A Pirate Story

The crew of the Bloody Shrike trudged ashore on the oversized sandspit between the islands of Wyntle and Yanzibar. As the map indicated, the island was home to a small rock outcropping, three palm trees and the world’s ugliest tortoise.

Captain Jack Bastich (you could tell he was Captain because of his hat) laughed and started singing.

“Fifteen men on a dead...”

Mad Steven interrupted him with a snarl. “But Cap’n, there’s not fifteen of us!”

“I count for ten, you lazy scupper. And with you and Oily Bill that’s…”

All of them struggled with the math. Oily Bill finally chimed in. “Twelve, I think.”

“What about Smilin’ Pete?”

“Thirteen then, Cap’n.”

That settled, the Cap’n started again. “Thirteen men on a dead man’s chest; yo-ho-ho an’ a bottle’a rum!”

“This in’t rum! It’s barely grog!” Mad Steven knew his alcohol. They’d come all the way to this godforsaken island in search of treasure and hard liquor, and so far neither had been produced.

“Yer can have some o’ my special stock when we get back to the ship, then.”

The pirate was placated somewhat. “All right then, but not the stuff Oily Bill pissed in.”

“I never! An’ I ain’t diggin’ neither.”

“You’ll dig, Bill, or it’s the plank!”

“Ha! Who walks the plank on land?”

“Who said anythin’ about walkin’? I’ll smack ye in the head with it!”

“Why can’t Smilin’ Pete dig?”

“Cause e’s got no arms. Pete, get up on that rock and watch fer inter-lopers.”
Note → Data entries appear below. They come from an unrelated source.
//! Budget governance: per-task cost accumulation and warn/halt thresholds.

use crate::domain::{CostAction, CostDelta, FlowState};
use crate::errors::EngineResult;
use crate::store::{store_err, Store, StoreHandle};

/// Enforces budget limits for workflow tasks.
///
/// `warn_ratio` and `halt_ratio` are fractions of the budget cap; a cap of
/// zero or less disables enforcement entirely.
#[derive(Clone)]
pub struct BudgetGovernor {
    store: StoreHandle,
    pub warn_ratio: f64,
    pub halt_ratio: f64,
}

impl BudgetGovernor {
    /// Governor with the standard thresholds (warn 0.8, halt 1.0).
    pub fn new(store: StoreHandle) -> Self {
        BudgetGovernor {
            store,
            warn_ratio: 0.8,
            halt_ratio: 1.0,
        }
    }

    /// Add a cost delta to the task's budget under optimistic lock and
    /// return the resulting action.
    pub async fn record_usage(&self, task_id: &str, delta: &CostDelta) -> EngineResult<CostAction> {
        let task_id = task_id.to_string();
        let amount = delta.amount_usd;
        let (used, cap) = self
            .store
            .call(move |store| {
                let mut state = store.get_task(&task_id)?;
                state.budget_used_usd += amount;

                let tx = store.conn.transaction().map_err(store_err)?;
                Store::update_task_with_version_tx(&tx, &state)?;
                tx.commit().map_err(store_err)?;

                Ok((state.budget_used_usd, state.budget_cap_usd))
            })
            .await?;
        Ok(self.evaluate(used, cap))
    }

    /// Evaluate the budget status of an already-loaded state.
    pub fn check_budget(&self, state: &FlowState) -> CostAction {
        self.evaluate(state.budget_used_usd, state.budget_cap_usd)
    }

    /// Pure threshold evaluation. A non-positive cap always continues.
    pub fn evaluate(&self, used: f64, cap: f64) -> CostAction {
        if cap <= 0.0 {
            return CostAction::Continue;
        }
        let ratio = used / cap;
        if ratio >= self.halt_ratio {
            CostAction::Halt
        } else if ratio >= self.warn_ratio {
            CostAction::Warn
        } else {
            CostAction::Continue
        }
    }
}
Mad Steven reached into his sack and took out Smilin’ Pete, the best-polished skull on the Spanish Main. He put him on top of the rock where he’d have a good view of the sea. Meanwhile Oily Bill took out the shovels. When Steven retuned he got one.

“Why ain’t you diggin’?” asked Mad Steven to the Cap’n.
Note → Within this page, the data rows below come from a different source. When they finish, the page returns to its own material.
//! Intent lock persistence. Intents are keyed by id and upserted; the
//! active-per-file invariant is enforced by the resolver's read-then-write
//! sequence, not by the schema.

use rusqlite::{params, Row, Transaction};

use super::{store_err, Store};
use crate::domain::Intent;
use crate::errors::{EngineError, EngineResult};

const INTENT_COLUMNS: &str = "intent_id, task_id, worker_id, target_file, operation, status, pre_hash, post_hash, payload_hash, lease_until";

fn scan_intent(row: &Row<'_>) -> rusqlite::Result<Intent> {
    Ok(Intent {
        intent_id: row.get(0)?,
        task_id: row.get(1)?,
        worker_id: row.get(2)?,
        target_file: row.get(3)?,
        operation: row.get(4)?,
        status: row.get(5)?,
        pre_hash: row.get(6)?,
        post_hash: row.get(7)?,
        payload_hash: row.get(8)?,
        lease_until: row.get(9)?,
    })
}

impl Store {
    /// Insert or update an intent by id inside an existing transaction.
    pub fn upsert_intent_tx(tx: &Transaction<'_>, intent: &Intent) -> EngineResult<()> {
        tx.execute(
            "INSERT INTO intent_logs (intent_id, task_id, worker_id, target_file, operation, status, pre_hash, post_hash, payload_hash, lease_until)
             VALUES (?1, ?2, ?3, ?4, ?5, ?6, ?7, ?8, ?9, ?10)
             ON CONFLICT(intent_id) DO UPDATE SET
                worker_id = excluded.worker_id,
                target_file = excluded.target_file,
                operation = excluded.operation,
                status = excluded.status,
                pre_hash = excluded.pre_hash,
                post_hash = excluded.post_hash,
                payload_hash = excluded.payload_hash,
                lease_until = excluded.lease_until",
            params![
                intent.intent_id,
                intent.task_id,
                intent.worker_id,
                intent.target_file,
                intent.operation,
                intent.status,
                intent.pre_hash,
                intent.post_hash,
                intent.payload_hash,
                intent.lease_until,
            ],
        )
        .map_err(store_err)?;
        Ok(())
    }

    /// Retrieve an intent by id, or `intent_not_found`.
    pub fn get_intent(&self, intent_id: &str) -> EngineResult<Intent> {
        let res = self.conn.query_row(
            &format!("SELECT {INTENT_COLUMNS} FROM intent_logs WHERE intent_id = ?1"),
            params![intent_id],
            scan_intent,
        );
        match res {
            Ok(intent) => Ok(intent),
            Err(rusqlite::Error::QueryReturnedNoRows) => {
                Err(EngineError::IntentNotFound(intent_id.to_string()))
            }
            Err(e) => Err(store_err(e)),
        }
    }

    /// Intents for `(task_id, target_file)` whose status is pending or
    /// running.
    pub fn find_active_intents_by_file(
        &self,
        task_id: &str,
        target_file: &str,
    ) -> EngineResult<Vec<Intent>> {
        let mut stmt = self
            .conn
            .prepare(&format!(
                "SELECT {INTENT_COLUMNS} FROM intent_logs
                 WHERE task_id = ?1 AND target_file = ?2 AND status IN ('pending', 'running')
                 ORDER BY intent_id ASC"
            ))
            .map_err(store_err)?;
        let rows = stmt
            .query_map(params![task_id, target_file], scan_intent)
            .map_err(store_err)?;
        rows.collect::<rusqlite::Result<Vec<_>>>().map_err(store_err)
    }

    /// Intents for a task filtered by status.
    pub fn list_intents_by_status(&self, task_id: &str, status: &str) -> EngineResult<Vec<Intent>> {
        let mut stmt = self
            .conn
            .prepare(&format!(
                "SELECT {INTENT_COLUMNS} FROM intent_logs
                 WHERE task_id = ?1 AND status = ?2
                 ORDER BY intent_id ASC"
            ))
            .map_err(store_err)?;
        let rows = stmt
            .query_map(params![task_id, status], scan_intent)
            .map_err(store_err)?;
        rows.collect::<rusqlite::Result<Vec<_>>>().map_err(store_err)
    }

    /// Mark an intent done with its post-operation hash inside a
    /// transaction, or `intent_not_found`.
    pub fn mark_intent_done_tx(
        tx: &Transaction<'_>,
        intent_id: &str,
        post_hash: &str,
    ) -> EngineResult<()> {
        let n = tx
            .execute(
                "UPDATE intent_logs SET status = 'done', post_hash = ?1 WHERE intent_id = ?2",
                params![post_hash, intent_id],
            )
            .map_err(store_err)?;
        if n == 0 {
            return Err(EngineError::IntentNotFound(intent_id.to_string()));
        }
        Ok(())
    }
}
“I ain’t too agile with this hook hand.” Jack used his good hand to brush his eyepatch. He’d had two good eyes until the day he got an itch.

Soon Bill and Steven were digging with gusto (and shovels). All three wondered what they would find: Dubloons? Sovereigns? Florins?
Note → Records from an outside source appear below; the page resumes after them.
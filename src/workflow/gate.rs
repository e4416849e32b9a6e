//! Composable phase exit gates.
//!
//! A gate is a predicate on task state deciding whether the workflow may
//! leave its current phase. The registry maps each phase to one gate
//! instance; wrappers compose richer policies around a base gate.

use std::collections::HashMap;
use std::sync::Arc;

use async_trait::async_trait;

use crate::domain::{CompactionSlots, CostAction, FlowState, FlowStatus, GateDecision, Phase};
use crate::errors::{EngineError, EngineResult};
use crate::team::compaction::CompactionValidator;
use crate::workflow::cost::BudgetGovernor;

/// A phase exit predicate.
#[async_trait]
pub trait Gate: Send + Sync {
    fn name(&self) -> &'static str;
    async fn evaluate(&self, state: &FlowState) -> EngineResult<GateDecision>;
}

/// Source of compaction slots for a task, consulted by [`CompactionGate`].
#[async_trait]
pub trait SlotsSource: Send + Sync {
    async fn slots(&self, state: &FlowState) -> EngineResult<CompactionSlots>;
}

/// Source of unresolved review blockers, consulted by [`ReviewGate`].
#[async_trait]
pub trait BlockerSource: Send + Sync {
    async fn blockers(&self, state: &FlowState) -> EngineResult<Vec<String>>;
}

/// Basic gate: allows only while the flow is running and within budget.
pub struct DefaultGate {
    pub governor: BudgetGovernor,
}

#[async_trait]
impl Gate for DefaultGate {
    fn name(&self) -> &'static str {
        "default"
    }

    async fn evaluate(&self, state: &FlowState) -> EngineResult<GateDecision> {
        if state.status != FlowStatus::Running {
            return Ok(GateDecision::blocked(vec![format!(
                "flow is not running (status={})",
                state.status.as_str()
            )]));
        }
        if self.governor.check_budget(state) == CostAction::Halt {
            return Ok(GateDecision::blocked(vec![
                "budget limit exceeded".to_string()
            ]));
        }
        Ok(GateDecision::allowed())
    }
}

/// Wraps an inner gate and validates compaction slots when it allows.
/// The slots source is not consulted while the inner gate blocks.
pub struct CompactionGate {
    pub inner: Arc<dyn Gate>,
    pub validator: CompactionValidator,
    pub slots: Arc<dyn SlotsSource>,
}

#[async_trait]
impl Gate for CompactionGate {
    fn name(&self) -> &'static str {
        "compaction"
    }

    async fn evaluate(&self, state: &FlowState) -> EngineResult<GateDecision> {
        let inner = self.inner.evaluate(state).await?;
        if !inner.allow {
            return Ok(inner);
        }

        let slots = self.slots.slots(state).await?;
        if let Err(err) = self.validator.validate(&slots) {
            return Ok(GateDecision::blocked(vec![err.to_string()]));
        }
        Ok(inner)
    }
}

/// Wraps an inner gate and blocks while unresolved review blockers exist.
pub struct ReviewGate {
    pub inner: Arc<dyn Gate>,
    pub blockers: Arc<dyn BlockerSource>,
}

#[async_trait]
impl Gate for ReviewGate {
    fn name(&self) -> &'static str {
        "review"
    }

    async fn evaluate(&self, state: &FlowState) -> EngineResult<GateDecision> {
        let inner = self.inner.evaluate(state).await?;
        if !inner.allow {
            return Ok(inner);
        }

        let blockers = self.blockers.blockers(state).await?;
        if !blockers.is_empty() {
            return Ok(GateDecision::blocked(blockers));
        }
        Ok(inner)
    }
}

/// Evaluates all children; allows only if every child allows. Blockers are
/// concatenated in child order.
pub struct CompositeGate {
    pub gates: Vec<Arc<dyn Gate>>,
}

#[async_trait]
impl Gate for CompositeGate {
    fn name(&self) -> &'static str {
        "composite"
    }

    async fn evaluate(&self, state: &FlowState) -> EngineResult<GateDecision> {
        let mut result = GateDecision::allowed();
        for gate in &self.gates {
            let decision = gate.evaluate(state).await?;
            if !decision.allow {
                result.allow = false;
                result.blockers.extend(decision.blockers);
            }
        }
        Ok(result)
    }
}

/// Maps each phase to its gate. Populated at startup.
pub struct GateRegistry {
    gates: HashMap<Phase, Arc<dyn Gate>>,
}

impl GateRegistry {
    /// Registry with a [`DefaultGate`] registered for every phase.
    pub fn with_default(governor: BudgetGovernor) -> Self {
        let default: Arc<dyn Gate> = Arc::new(DefaultGate { governor });
        let mut gates: HashMap<Phase, Arc<dyn Gate>> = HashMap::new();
        for phase in [
            Phase::A,
            Phase::B,
            Phase::C,
            Phase::D,
            Phase::E,
            Phase::F,
            Phase::G,
        ] {
            gates.insert(phase, default.clone());
        }
        GateRegistry { gates }
    }

    /// Replace the gate for a phase.
    pub fn register(&mut self, phase: Phase, gate: Arc<dyn Gate>) {
        self.gates.insert(phase, gate);
    }

    /// The gate for a phase, or `gate_not_registered`.
    pub fn get(&self, phase: Phase) -> EngineResult<Arc<dyn Gate>> {
        self.gates
            .get(&phase)
            .cloned()
            .ok_or_else(|| EngineError::GateNotRegistered(phase.to_string()))
    }
}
It didn’t take long to strike wood. All three helped hoist the trunk out of its sandy pit. It had everything a pirate could want in a treasure chest. It was large and it was heavy. The Cap’n hit the lock with his hook hand then pulled the chest open.

“Thanks immensely, boys! It was getting stuffy in there.” The man was thin and effete, smartly dressed in an officer’s uniform.

“Who be you, Fancy Pants?” The Cap’n wanted no truck with this.

“Captain David Jones, Esquire. Here to bring proper civilization to the age of sail.”

Mad Steven’s shovel struck him in back of his head. Cap’n Jack stuffed the reeling man back into the trunk, which Oily Bill then nailed shut.

“Now,” said the Cap’n, “We dump this in the deepest part o’ the sea!”


And that, young'uns, is why we call it “Davy Jones’ Locker.” The Old Storyteller stood up and headed for his room as the kids ran off to bed.